Revoir Sidi Mabrouk et mourir

Chanteur à succès, aimé sur les deux rives de la Méditerranée, Enrico Macias rêve de retourner sur les traces de son enfance et chanter en Algérie. En attendant de pouvoir le faire, c’est sur France 5 qu’il livre ses confessions intimes.

Paris. De notre correspondant   Jeudi dernier, dans l’auditorium comble de la SACEM, à Neuilly, était projeté en avant-première le documentaire du magazine Empreintes de France 5, consacré à la star des pieds-noirs, Enrico Macias, 74 ans, 50 ans de carrière et 50 millions d’albums vendus dans le monde. Ah ! Qu’elles sont jolies les chansons d’Enrico ! Elles ponctuent l’émission, intitulée justement «Une vie en chansons», programmée pour vendredi 18 janvier et rediffusée le 20 janvier. A la SACEM (organisme protégeant les droits d’auteur des artistes français), on se serait cru à un de ces mariages où les proches des mariés  projettent un film de leur vie concocté en douce, retraçant leur parcours jusqu’à ce jour de noces, faisant rire et pleurer l’ensemble des convives. C’était un peu pareil : Enrico, au cinquième rang, n’avait pas vu le film réalisé par Antoine Casubolo-Ferro. Il se murmurait déjà  que c’était l’une des plus «belles empreintes» de la collection.

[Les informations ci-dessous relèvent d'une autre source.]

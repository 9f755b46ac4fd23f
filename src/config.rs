//! Registry configuration.
//!
//! Retry count and interval for the lookup protocol are operational constants,
//! not protocol-mandated values; deployments tune them to their worker startup
//! latency.

use std::time::Duration;

/// Total lookup attempts made by [`get`](crate::registry::Registry::get)
/// before the final attempt forces worker creation.
pub const DEFAULT_LOOKUP_ATTEMPTS: u32 = 5;

/// Pause between lookup attempts, giving a just-spawned worker time to
/// complete self-registration.
pub const DEFAULT_LOOKUP_INTERVAL: Duration = Duration::from_millis(100);

/// Base URL used when rendering pull-request links in crash reports.
pub const DEFAULT_PR_BASE_URL: &str = "https://github.com";

/// Configuration for the batcher registry.
#[derive(Debug, Clone)]
pub struct RegistryConfig {
    /// Base URL for pull-request links in crash reports.
    /// Links are rendered as `<base>/<project name>/pull/<number>`.
    pub pr_base_url: String,

    /// Total attempts `get` makes before returning; the last attempt spawns a
    /// worker unconditionally instead of re-checking the directory.
    pub lookup_attempts: u32,

    /// Sleep between directory checks in `get`.
    pub lookup_interval: Duration,
}

impl RegistryConfig {
    /// Creates a configuration with the given PR-link base URL and default
    /// lookup tuning.
    pub fn new(pr_base_url: impl Into<String>) -> Self {
        RegistryConfig {
            pr_base_url: pr_base_url.into(),
            lookup_attempts: DEFAULT_LOOKUP_ATTEMPTS,
            lookup_interval: DEFAULT_LOOKUP_INTERVAL,
        }
    }

    /// Sets the total number of lookup attempts (minimum 1).
    pub fn with_lookup_attempts(mut self, attempts: u32) -> Self {
        self.lookup_attempts = attempts.max(1);
        self
    }

    /// Sets the pause between lookup attempts.
    pub fn with_lookup_interval(mut self, interval: Duration) -> Self {
        self.lookup_interval = interval;
        self
    }
}

impl Default for RegistryConfig {
    fn default() -> Self {
        RegistryConfig::new(DEFAULT_PR_BASE_URL)
    }
}
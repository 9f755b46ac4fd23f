//! Messages consumed by the registry actor.
//!
//! Everything that touches the directory (lookups, registrations, termination
//! signals) flows through one `tokio::sync::mpsc` channel and is processed
//! strictly in arrival order, so the directory never observes a torn state.

use tokio::sync::oneshot;

use crate::supervisor::{ExitStatus, WorkerHandle};
use crate::types::{MonitorToken, ProjectId};

/// Messages processed serially by the registry actor.
#[derive(Debug)]
pub(crate) enum RegistryMessage {
    /// Directory lookup on behalf of `get`; replies with the registered
    /// handle, if any. The caller does its own retry pacing.
    Lookup {
        project: ProjectId,
        reply: oneshot::Sender<Option<WorkerHandle>>,
    },

    /// Self-announcement from a freshly started worker.
    Register {
        project: ProjectId,
        handle: WorkerHandle,
        reply: oneshot::Sender<()>,
    },

    /// Posted by a linked watcher when a monitored worker terminates.
    WorkerExited {
        token: MonitorToken,
        handle: WorkerHandle,
        status: ExitStatus,
    },

    /// Number of registered workers, for introspection.
    Count { reply: oneshot::Sender<usize> },
}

Tout autour, avaient pris place sa famille, sa fille qui fêtait ce soir-là ses cinquante ans, son fils Jean-Claude, musicien lui aussi, mais qui a préféré la contrebasse à la guitare ou au mandole, «par amour du jazz», des petits-enfants, des proches et des fans de toujours, Manou Roblin,  la veuve de Jacques Demarny, parolier historique d’Enrico Macias, avec Pascal-René Blanc, que le chanteur cite beaucoup dans le sujet. Claude Lemesle, président d’honneur de la SACEM, eut ces mots qui précédèrent la projection, sans savoir qu’ils résumeraient si bien la construction même du sujet. S’adressant à Enrico Macias : «Tu es une empreinte musicale. Tes chansons te ressemblent et nous pénètrent. Une empreinte vocale. Il suffit d’écouter la radio pour savoir que c’est rare. Tu as donné tes chansons au peuple. D’abord, les rapatriés, puis pour toute la France. Et tu as étendu cette trace de façon internationale.» Réponse du musicien : «La SACEM est la première maison qui m’a accueilli à mon arrivée d’Algérie et où je me suis senti protégé.»

«La musique, c’est mon médicament»

Enrico n’a jamais pu y retourner depuis le départ précipité en 1962. Alors, forcément, toujours ce soir-là à la SACEM, les derniers mots du réalisateur, Antoine Casubolo-Ferro, ont eu un écho particulier : «En 1963, j’avais 16 ans. Je croyais que la chanson J’ai quitté mon pays était pour ma maman qui venait de quitter la Tunisie.» On comprit aussitôt que ce film avait constitué pour lui aussi une œuvre intime, où Enrico Macias, né Gaston Ghrenassia, à Constantine, le 11 décembre 1938, parlait à travers lui de l’histoire de tout un pan de la population française. La force du sujet est de nous faire rire. Il y a de la mélancolie, forcément de la nostalgie, mais aussi beaucoup de légèreté grâce à la faconde de l’artiste et cette musique contagieuse qu’il a le don de jouer, le malouf, répertoire arabo-andalou de Constantine. «La musique, c’est mon médicament», dit celui qui fut révélé par l’émission Cinq colonnes à la Une en chantant Adieu mon pays. Ses pérégrinations chromatiques révèlent les états d’âme, les convictions de celui qui veut être avant tout le chanteur de la fête. Les gens du Nord, Les filles de mon pays, Le Mendiant de l’amour, mais aussi Un berger vient de tomber, écrite quand le président égyptien, Anouar El Sadate, a été assassiné, et enfin Le voyage, titre phare de son album Oranges amères, chanté en 2008, après que les islamistes lui aient interdit d’aller en Algérie où le président Bouteflika l’avait pourtant officiellement invité.